#258 『ケイブダイビング』

 メキシコのユカタン半島に、セノーテと呼ばれる水中洞窟がある。

 その数、現在までに見付かっただけでも三千五百カ所。調べればもっとあるのではとさえ言われている。

 僕は日本人ながらもそのセノーテの調査隊に属している。ある時、まだ完全には調べきれていない洞窟への調査が決まった。

 背負うタンクは一本で、時間にして約四十分。その間に行って戻って来なければならない。僕は地底に溜まった泥を跳ね上げないようにしながら、そっと静かに水中を進む。

 穴はいくつか枝分かれをしていた。その内のいくつかは既に調査済みなので、僕はまだ未開である方の穴へと進む。

 穴は途中で右に大きくカーブをしていた。そしてそのカーブを曲がった所で、僕は思わず悲鳴を漏らす。突然、目の前に人が現れたのだ。

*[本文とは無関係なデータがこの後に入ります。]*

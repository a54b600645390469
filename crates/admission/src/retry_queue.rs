//! Time-ordered queue of throttled fetches.
//!
//! Entries are keyed by `(nft_id, origin)`. Pushing a second entry for the
//! same key supersedes the first: the stale heap slot is skipped on pop.
//! Entries without an nft id are never superseded.

use std::cmp::Reverse;
use std::collections::{BinaryHeap, HashMap};
use tokio::time::Instant;

use ingest_core::OriginKey;

/// A deferred fetch waiting for its cooldown.
#[derive(Debug, Clone)]
pub struct RetryEntry<T> {
    pub nft_id: Option<i64>,
    pub origin: OriginKey,
    pub ready_at: Instant,
    pub payload: T,
}

type Key = (i64, OriginKey);

pub struct RetryQueue<T> {
    heap: BinaryHeap<Reverse<(Instant, u64)>>,
    entries: HashMap<u64, RetryEntry<T>>,
    latest: HashMap<Key, u64>,
    next_seq: u64,
}

impl<T> Default for RetryQueue<T> {
    fn default() -> Self {
        Self::new()
    }
}

impl<T> RetryQueue<T> {
    pub fn new() -> Self {
        Self {
            heap: BinaryHeap::new(),
            entries: HashMap::new(),
            latest: HashMap::new(),
            next_seq: 0,
        }
    }

    /// Adds an entry. Returns `true` if it superseded an earlier one.
    pub fn push(&mut self, entry: RetryEntry<T>) -> bool {
        let seq = self.next_seq;
        self.next_seq += 1;

        let mut superseded = false;
        if let Some(id) = entry.nft_id {
            if let Some(old) = self.latest.insert((id, entry.origin.clone()), seq) {
                superseded = self.entries.remove(&old).is_some();
            }
        }

        self.heap.push(Reverse((entry.ready_at, seq)));
        self.entries.insert(seq, entry);
        superseded
    }

    /// Removes and returns every entry with `ready_at <= now`, oldest first.
    pub fn pop_ready(&mut self, now: Instant) -> Vec<RetryEntry<T>> {
        let mut ready = Vec::new();
        while let Some(Reverse((ready_at, seq))) = self.heap.peek().copied() {
            if ready_at > now {
                break;
            }
            self.heap.pop();

            let Some(entry) = self.entries.remove(&seq) else {
                continue;
            };
            if let Some(id) = entry.nft_id {
                let key = (id, entry.origin.clone());
                if self.latest.get(&key) == Some(&seq) {
                    self.latest.remove(&key);
                }
            }
            ready.push(entry);
        }
        ready
    }

    /// Earliest pending `ready_at`.
    pub fn next_ready_at(&self) -> Option<Instant> {
        self.entries.values().map(|e| e.ready_at).min()
    }

    /// Whether a live entry exists for `nft_id`, on any origin.
    pub fn contains(&self, nft_id: i64) -> bool {
        self.latest.keys().any(|(id, _)| *id == nft_id)
    }

    pub fn len(&self) -> usize {
        self.entries.len()
    }

    pub fn is_empty(&self) -> bool {
        self.entries.is_empty()
    }
}

#[cfg(test)]
mod tests {
    use super::*;
    use std::time::Duration;

    fn entry(id: Option<i64>, origin: &str, at: Instant, payload: &'static str) -> RetryEntry<&'static str> {
        RetryEntry {
            nft_id: id,
            origin: OriginKey::new(origin),
            ready_at: at,
            payload,
        }
    }

    #[test]
    fn test_nothing_pops_before_ready_at() {
        let now = Instant::now();
        let mut queue = RetryQueue::new();
        queue.push(entry(Some(1), "ipfs", now + Duration::from_secs(5), "a"));

        assert!(queue.pop_ready(now).is_empty());
        assert!(queue.pop_ready(now + Duration::from_millis(4999)).is_empty());

        let ready = queue.pop_ready(now + Duration::from_secs(5));
        assert_eq!(ready.len(), 1);
        assert!(queue.is_empty());
        assert!(queue.pop_ready(now + Duration::from_secs(60)).is_empty());
    }

    #[test]
    fn test_pops_in_ready_order() {
        let now = Instant::now();
        let mut queue = RetryQueue::new();
        queue.push(entry(Some(1), "a", now + Duration::from_secs(3), "late"));
        queue.push(entry(Some(2), "a", now + Duration::from_secs(1), "early"));
        queue.push(entry(Some(3), "b", now + Duration::from_secs(2), "mid"));

        let order: Vec<_> = queue
            .pop_ready(now + Duration::from_secs(10))
            .into_iter()
            .map(|e| e.payload)
            .collect();
        assert_eq!(order, vec!["early", "mid", "late"]);
    }

    #[test]
    fn test_same_key_supersedes() {
        let now = Instant::now();
        let mut queue = RetryQueue::new();
        assert!(!queue.push(entry(Some(7), "ipfs", now + Duration::from_secs(1), "first")));
        assert!(queue.push(entry(Some(7), "ipfs", now + Duration::from_secs(4), "second")));
        assert_eq!(queue.len(), 1);
        assert!(queue.contains(7));
        assert!(!queue.contains(8));

        assert!(queue.pop_ready(now + Duration::from_secs(2)).is_empty());
        let ready = queue.pop_ready(now + Duration::from_secs(4));
        assert_eq!(ready.len(), 1);
        assert_eq!(ready[0].payload, "second");
        assert!(!queue.contains(7));
    }

    #[test]
    fn test_distinct_origins_and_anonymous_entries_coexist() {
        let now = Instant::now();
        let mut queue = RetryQueue::new();
        queue.push(entry(Some(7), "ipfs", now, "a"));
        queue.push(entry(Some(7), "arweave", now, "b"));
        queue.push(entry(None, "ipfs", now, "c"));
        queue.push(entry(None, "ipfs", now, "d"));
        assert_eq!(queue.len(), 4);
        assert_eq!(queue.next_ready_at(), Some(now));
        assert_eq!(queue.pop_ready(now).len(), 4);
    }
}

 見ればそれは僕と同じ調査隊の人のようで、少々旧式な装備に身を包み、向こうもまた僕を見て驚いている。

 実は未開のセノーテで人とかち合う事はそんなに珍しい事ではない。調査隊はいくつも存在しているし、個人で潜る人もいるのだから、時々こんな場面に遭遇したりするのだ。

 どうやら向こうは白人さんらしい。大きな体躯の男性だ。その人はしきりに身振り手振りで、「逆の入り口から来た」と教えてくれる。なるほど僕はこっちから来たと返すと、その男性は「じゃあそっちから出てみるよ」と言った感じの仕草で、今僕が来た方の穴へと向かって行く。

 その男性を見送り、じゃあ僕はその男性が来た方へと進もうかと思ったのだが、タンクの残量を見ればもうそろそろ折り返さなければいけない程のものだった。

 一瞬、葛藤した。戻るべきか、進むべきかと。進んだ所で、今来た男性と同じように別の穴から出るだけである。それほど危険は感じられない。だが心のどこかで危険を感じた僕は、男性の後を追うようにして今来た穴を戻った。

 水中から顔を出すと、仲間達が笑顔で迎えてくれた。僕は咄嗟に、「白人の人が来ただろう?」と聞くが、誰もが「いいや」と首を振る。

 思わず背筋が凍った。あの男性は別の穴の方へと進んでしまったに違いないと。

 すぐにスペアのボンベを背負い、もう一度潜る。極力、枝分かれした穴の方をライトで照らしながら進む。やがて例の白人男性と出会った場所へと辿り着いた。

 ふと、そこで疑問が湧く。僕は意を決してその奥の方へと進んで行けば、思った通り大きなカーブのその向こうに、スーツに身を包んだままの白骨死体があった。

 僕はその遺体の手を引き、出口へと戻った。そうして無事に遺体は回収したのだが、良く良く考えれば、「こいつは僕を道連れにしようとしてたよな」と思い出し、少々腹が立った次第であった。